La jurisprudence francophone des Cours suprêmes


recherche avancée

16/07/2024 | FRANCE | N°24NT00222

France | France, Cour administrative d'appel de NANTES, 6ème chambre, 16 juillet 2024, 24NT00222


Vu la procédure suivante :



Procédure contentieuse antérieure :



M. B... A... a demandé au tribunal administratif de Nantes, tout d'abord, d'annuler la décision du 4 janvier 2023 par laquelle la commission de recours contre les décisions de refus de visa d'entrée en France a rejeté le recours administratif préalable obligatoire formé contre la décision de l'autorité consulaire française à Bruxelles (Belgique) refusant de lui délivrer un visa de long séjour en qualité d'étudiant, ensuite, d'enjoindre au ministre de l'intérieur et des ou

tre-mer de délivrer le visa sollicité, enfin, de mettre à la charge de l'Etat, à titre pri...

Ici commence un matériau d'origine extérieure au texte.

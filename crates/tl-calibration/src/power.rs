//! Power tap code to watts.

use tl_core::{AdcCode, Real, finite};

use crate::profile::PowerTapCal;
use crate::traits::AdcConverter;

/// Linear `code / adc_max * full_scale` tap, one per supply.
#[derive(Clone, Copy, Debug)]
pub struct PowerTapConverter {
    full_scale_w: Real,
    adc_max: AdcCode,
}

impl PowerTapConverter {
    pub fn heater(cal: &PowerTapCal) -> Self {
        Self {
            full_scale_w: cal.heater_full_scale_w,
            adc_max: cal.adc_max,
        }
    }

    pub fn pump(cal: &PowerTapCal) -> Self {
        Self {
            full_scale_w: cal.pump_full_scale_w,
            adc_max: cal.adc_max,
        }
    }

    pub fn watts(&self, code: AdcCode) -> Option<Real> {
        if code < 0 || code > self.adc_max {
            return None;
        }
        finite(code as Real * self.full_scale_w / self.adc_max as Real)
    }
}

impl AdcConverter for PowerTapConverter {
    fn convert(&self, code: Option<AdcCode>) -> Option<Real> {
        code.and_then(|c| self.watts(c))
    }
}
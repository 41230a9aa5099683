use proptest::prelude::*;
use tl_calibration::{
    AdcConverter, PressureCal, PressureConverter, TemperatureConverter, ThermistorCal,
};
use tl_core::PressureUnit;

fn thermistor(adc_max: i32) -> ThermistorCal {
    ThermistorCal {
        r_fixed_ohm: 51_000.0,
        r_nominal_ohm: 100_000.0,
        t_nominal_c: 25.0,
        beta: 3950.0,
        adc_max,
    }
}

fn pressure(p_min: f64, p_max: f64) -> PressureCal {
    PressureCal {
        v_ref: 3.3,
        v_min: 0.33,
        v_max: 2.97,
        p_min,
        p_max,
        adc_max: 1023,
        unit: PressureUnit::Psi,
    }
}

#[test]
fn thermistor_rails_are_missing_for_any_resolution() {
    for adc_max in [255, 1023, 4095, 65_535] {
        let conv = TemperatureConverter::new(thermistor(adc_max));
        assert_eq!(conv.convert(Some(0)), None);
        assert_eq!(conv.convert(Some(adc_max)), None);
    }
}

proptest! {
    #[test]
    fn thermistor_interior_codes_are_finite(code in 1_i32..1023) {
        let conv = TemperatureConverter::new(thermistor(1023));
        let t = conv.convert(Some(code));
        prop_assert!(t.is_some());
        prop_assert!(t.unwrap().is_finite());
    }

    #[test]
    fn pressure_stays_within_span(
        code in 0_i32..=1023,
        p_min in -50.0_f64..50.0,
        span in -200.0_f64..200.0,
    ) {
        let p_max = p_min + span;
        let conv = PressureConverter::new(pressure(p_min, p_max));
        let p = conv.convert(Some(code)).unwrap();
        let lo = p_min.min(p_max) - 1e-9;
        let hi = p_min.max(p_max) + 1e-9;
        prop_assert!(p >= lo && p <= hi, "p = {} outside [{}, {}]", p, lo, hi);
    }

    #[test]
    fn pressure_outside_code_range_is_missing(code in prop_oneof![i32::MIN..0, 1024_i32..i32::MAX]) {
        let conv = PressureConverter::new(pressure(0.0, 100.0));
        prop_assert_eq!(conv.convert(Some(code)), None);
    }

    #[test]
    fn pressure_is_monotonic_for_ascending_span(a in 0_i32..=1023, b in 0_i32..=1023) {
        let conv = PressureConverter::new(pressure(0.0, 100.0));
        let (lo, hi) = if a <= b { (a, b) } else { (b, a) };
        prop_assert!(conv.convert(Some(lo)).unwrap() <= conv.convert(Some(hi)).unwrap());
    }
}
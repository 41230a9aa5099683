use thiserror::Error;

#[derive(Error, Debug, Clone, PartialEq)]
pub enum TlError {
    #[error("Invalid argument: {what}")]
    InvalidArg { what: &'static str },

    #[error("Unknown unit: {unit}")]
    UnknownUnit { unit: String },
}
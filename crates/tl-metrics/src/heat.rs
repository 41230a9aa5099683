//! Heat transfer, conduction and thermal efficiency.

use tl_core::{Real, finite};

/// Heat carried by the fluid stream (W).
///
/// ```text
/// Q = m_dot * cp * (T_in - T_out)
/// ```
///
/// Positive when the fluid gives up heat between inlet and outlet.
pub fn heat_transfer_rate(
    m_dot_kg_s: Real,
    cp_j_per_kg_k: Real,
    t_in_c: Option<Real>,
    t_out_c: Option<Real>,
) -> Option<Real> {
    finite(m_dot_kg_s * cp_j_per_kg_k * (t_in_c? - t_out_c?))
}

/// Electrical heater power (W) from supply voltage and current.
pub fn heating_power(voltage_v: Option<Real>, current_a: Option<Real>) -> Option<Real> {
    finite(voltage_v? * current_a?)
}

/// Fraction of heater power that ends up in the fluid.
///
/// Zero heater power is not an error, there is just no efficiency to report.
pub fn efficiency(heating_power_w: Option<Real>, heat_transferred_w: Option<Real>) -> Option<Real> {
    let heating = heating_power_w?;
    if heating == 0.0 {
        return None;
    }
    finite(heat_transferred_w? / heating)
}

/// One-dimensional conduction through a plate (W/m²).
///
/// ```text
/// q'' = k * (T_top - T_bottom) / thickness
/// ```
///
/// `thickness_m` is validated non-zero with the rest of the geometry.
pub fn heat_flux(
    t_top_c: Option<Real>,
    t_bottom_c: Option<Real>,
    thickness_m: Real,
    conductivity_w_per_m_k: Real,
) -> Option<Real> {
    finite(conductivity_w_per_m_k * (t_top_c? - t_bottom_c?) / thickness_m)
}
//! Processing runs: rig file plus logger CSV to derived records.

use std::path::{Path, PathBuf};
use std::time::Instant;

use tl_series::{DerivedRecord, SeriesSummary, TimeSeriesProcessor};

use crate::config_service;
use crate::error::AppResult;
use crate::log_service::{self, RowError};

/// Which log to process.
#[derive(Debug, Clone, Copy)]
pub enum LogSource<'a> {
    File(&'a Path),
    /// Most recent `data_*.csv` in a directory
    LatestIn(&'a Path),
}

/// Request to process one log.
#[derive(Debug, Clone)]
pub struct ProcessRequest<'a> {
    pub config_path: &'a Path,
    pub log: LogSource<'a>,
    /// Where to write the computed log. `None` skips writing.
    pub output_path: Option<PathBuf>,
    pub parallel: bool,
}

impl<'a> ProcessRequest<'a> {
    /// Read-only run: nothing is written.
    pub fn new(config_path: &'a Path, log: LogSource<'a>) -> Self {
        Self {
            config_path,
            log,
            output_path: None,
            parallel: false,
        }
    }
}

/// Wall-clock timing for a run, in seconds.
#[derive(Debug, Clone, Default)]
pub struct RunTiming {
    pub load_s: f64,
    pub process_s: f64,
    pub write_s: f64,
    pub total_s: f64,
}

/// Result of a processing run.
#[derive(Debug, Clone)]
pub struct ProcessResponse {
    pub config_name: String,
    pub log_path: PathBuf,
    pub output_path: Option<PathBuf>,
    pub rows_read: usize,
    pub rejected: Vec<RowError>,
    pub records: Vec<DerivedRecord>,
    pub summary: SeriesSummary,
    pub timing: RunTiming,
}

/// Load the rig, read the log, derive every row and optionally write the
/// computed log.
///
/// Configuration errors are reported before the log is opened.
pub fn process_log(request: &ProcessRequest) -> AppResult<ProcessResponse> {
    let started = Instant::now();

    let (config, profile) = config_service::load_profile(request.config_path)?;
    let processor = TimeSeriesProcessor::new(profile)?;

    let log_path = match request.log {
        LogSource::File(path) => path.to_path_buf(),
        LogSource::LatestIn(dir) => log_service::latest_log(dir)?,
    };
    let log = log_service::read_samples(&log_path)?;
    let load_s = started.elapsed().as_secs_f64();

    let process_start = Instant::now();
    let records = if request.parallel {
        processor.process_par(&log.samples)
    } else {
        processor.process(&log.samples)
    };
    let summary = SeriesSummary::from_records(&records);
    let process_s = process_start.elapsed().as_secs_f64();

    let write_start = Instant::now();
    if let Some(out) = &request.output_path {
        log_service::write_records(out, &records)?;
    }
    let write_s = write_start.elapsed().as_secs_f64();

    let timing = RunTiming {
        load_s,
        process_s,
        write_s,
        total_s: started.elapsed().as_secs_f64(),
    };

    tracing::info!(
        config = %config.name,
        log = %log_path.display(),
        rows = records.len(),
        rejected = log.rejected.len(),
        parallel = request.parallel,
        total_s = timing.total_s,
        "processed log"
    );

    Ok(ProcessResponse {
        config_name: config.name,
        log_path,
        output_path: request.output_path.clone(),
        rows_read: log.rows_read,
        rejected: log.rejected,
        records,
        summary,
        timing,
    })
}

Vu la procédure suivante :

Procédure contentieuse antérieure :

M. B... A... a demandé au tribunal administratif de Nantes, tout d'abord, d'annuler la décision du 4 janvier 2023 par laquelle la commission de recours contre les décisions de refus de visa d'entrée en France a rejeté le recours administratif préalable obligatoire formé contre la décision de l'autorité consulaire française à Bruxelles (Belgique) refusant de lui délivrer un visa de long séjour en qualité d'étudiant, ensuite, d'enjoindre au ministre de l'intérieur et des outre-mer de délivrer le visa sollicité, enfin, de mettre à la charge de l'Etat, à titre principal, une somme de 2500 euros à verser à son conseil sur le fondement combiné des articles 37 de la loi du 10 juillet 1991 et L. 761-1 du code de justice administrative.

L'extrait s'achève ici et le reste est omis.